Novikov and Adyan's problem formally appeared in written form in 1973. In 1980, when I was an undergraduate student, I solved it by constructing a 3-step solvable group, finitely presented in the class of all groups, and with undecidable word problem.
A year earlier, I succeeded in giving a negative answer to a question, posed in 1965 by Kargapolov (also known as Mal'tsev's question), about the algorithmic decidability of the universal theory of the class of all finite nilpotent groups.
For my undergraduate work I was awarded a gold medal from the Soviet Academy of Sciences. One such medal is awarded every two years to the best mathematics student in the Soviet Union.
In the middle period of my work I investigated the connections between algebraic properties and algorithmic properties of varieties of groups and Lie algebras. I looked, in particular, for some boundary, in the class of all varieties of solvable groups (Lie algebras over a field of characteristic 0), between algorithmic decidability and undecidability. In the process, I obtained (modulo the difficult problem about effective boundary for integer solutions of a certain exponential diophantine equation) an almost complete description of the class of varieties of Lie algebras in which every (absolutely) finitely presented algebra has decidable word problem. In the case of relatively finitely presented algebras (or groups), I proved the surprising result that no boundary exists between varieties with decidable and varieties with undecidable word problem.

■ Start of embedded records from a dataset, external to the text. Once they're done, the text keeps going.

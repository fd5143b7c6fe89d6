use std::path::Path;

use tracing::{debug, instrument, trace};

use direxplorer_base::{ExplorerResult, GatewayHandle, ResultExt};

use crate::{ExplorerHandler, Summary, TraversalPolicy};

/* 📖 # How does the traversal work?

The engine performs a pre-order, depth-first walk. For every directory it:

1. stops if the item limit has already been exceeded
2. resolves the directory to its canonical path
3. reports the directory, either immediately or, when empty directories are hidden,
   just before its first matching file
4. counts every file matching each pattern, handing it to the handler only while the
   limit allows (or always, when all files of the current directory are shown)
5. checks the limit again before looking at subdirectories
6. descends into subdirectories when recursing, or reports them without looking inside

Files beyond the limit are still counted, which is what makes the limit observable
in the summary.
*/

/// Number of files and directories processed so far.
#[derive(Debug, Clone, Copy, Default, PartialEq, Eq)]
pub struct SearchCounts {
    pub files: usize,
    pub directories: usize,
}

/// Depth-first directory explorer.
///
/// The engine holds no per-search state: settings and counters live in the
/// [`TraversalPolicy`], and the handler is borrowed for the duration of one search.
///
/// # Examples
///
/// ```
/// use std::path::Path;
/// use direxplorer_base::{GatewayHandle, MockGateway};
/// use direxplorer_engine::{FnHandler, TraversalEngine, TraversalPolicy};
///
/// let mock = MockGateway::new();
/// mock.add_file("/r/a.txt");
/// let engine = TraversalEngine::new(GatewayHandle::new(mock));
///
/// let mut policy = TraversalPolicy::new();
/// let mut handler = FnHandler::new(|_dir: &Path| Ok(()), |_file: &Path| Ok(()));
/// let counts = engine.search(&mut policy, &mut handler, Path::new("/r")).unwrap();
/// assert_eq!((counts.files, counts.directories), (1, 1));
/// ```
#[derive(Debug, Clone)]
pub struct TraversalEngine {
    gateway: GatewayHandle,
}

impl TraversalEngine {
    pub fn new(gateway: GatewayHandle) -> Self {
        Self { gateway }
    }

    /// Explore the tree rooted at `root`, returning the policy's counters afterwards.
    ///
    /// Gateway and handler errors abort the whole search. The counters keep whatever
    /// was processed before the failure.
    pub fn search(
        &self,
        policy: &mut TraversalPolicy,
        handler: &mut dyn ExplorerHandler,
        root: &Path,
    ) -> ExplorerResult<SearchCounts> {
        debug!(
            root = %root.display(),
            patterns = ?policy.patterns(),
            recurse = policy.recurse(),
            hide_empty = policy.hide_empty_directories(),
            show_all = policy.show_all_in_current_directory(),
            max_items = policy.max_items(),
            "starting search"
        );
        self.find(policy, handler, root)?;
        let counts = policy.counts();
        debug!(files = counts.files, directories = counts.directories, "search finished");
        Ok(counts)
    }

    /// Summary of everything the policy has counted.
    pub fn show_summary(&self, policy: &TraversalPolicy) -> Summary {
        Summary::from_policy(policy)
    }

    #[instrument(level = "debug", skip(self, policy, handler), fields(path = %path.display()))]
    fn find(
        &self,
        policy: &mut TraversalPolicy,
        handler: &mut dyn ExplorerHandler,
        path: &Path,
    ) -> ExplorerResult<()> {
        if policy.is_done() {
            debug!("item limit exceeded, not entering directory");
            return Ok(());
        }

        let directory = self.gateway.canonicalize(path)?;
        let mut reported = false;
        if !policy.hide_empty_directories() {
            Self::notify_directory(policy, handler, &directory)?;
            reported = true;
        }

        let patterns = policy.patterns().to_vec();
        for pattern in &patterns {
            let files = self
                .gateway
                .list_files(&directory, pattern)
                .with_context(|| format!("listing files in {}", directory.display()))?;
            if !reported && !files.is_empty() {
                Self::notify_directory(policy, handler, &directory)?;
                reported = true;
            }
            for name in files {
                let file = directory.join(&name);
                policy.record_file_visited();
                if policy.should_deliver_file() {
                    handler
                        .on_file(&file)
                        .with_context(|| format!("handling file {}", file.display()))?;
                } else {
                    trace!(file = %file.display(), "over item limit, counted only");
                }
            }
        }

        if policy.is_done() {
            debug!(files = policy.file_count(), "item limit exceeded, not descending");
            return Ok(());
        }

        let subdirectories = self
            .gateway
            .list_subdirectories(&directory)
            .with_context(|| format!("listing subdirectories of {}", directory.display()))?;
        for name in subdirectories {
            if name == "." || name == ".." {
                continue;
            }
            let subdirectory = directory.join(&name);
            if policy.recurse() {
                self.find(policy, handler, &subdirectory)?;
            } else {
                Self::notify_directory(policy, handler, &subdirectory)?;
            }
        }
        Ok(())
    }

    fn notify_directory(
        policy: &mut TraversalPolicy,
        handler: &mut dyn ExplorerHandler,
        directory: &Path,
    ) -> ExplorerResult<()> {
        policy.record_directory_visited();
        handler
            .on_directory(directory)
            .with_context(|| format!("handling directory {}", directory.display()))
    }
}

This I did, by demonstrating an infinite chain in the lattice of varieties, in which varieties with decidable and undecidable word problem alternate. I also proved the undecidability of the word problem in the Burnside variety of groups for a large exponent.
In 1995 together with M. Sapir I published a survey, Algorithmic Problems in Varieties'' in the International Journal of Algebra and Computation, which summarized my and his research on algorithmic problems in algebra.
Apart from the algorithmic results alluded to above, I also proved various other results in combinatorial group theory and the theory of Lie algebras, for example, the Generalised Freiheitssatz for solvable varieties of Lie algebras, and some results concerning residual finiteness in varieties of groups and Lie algebras.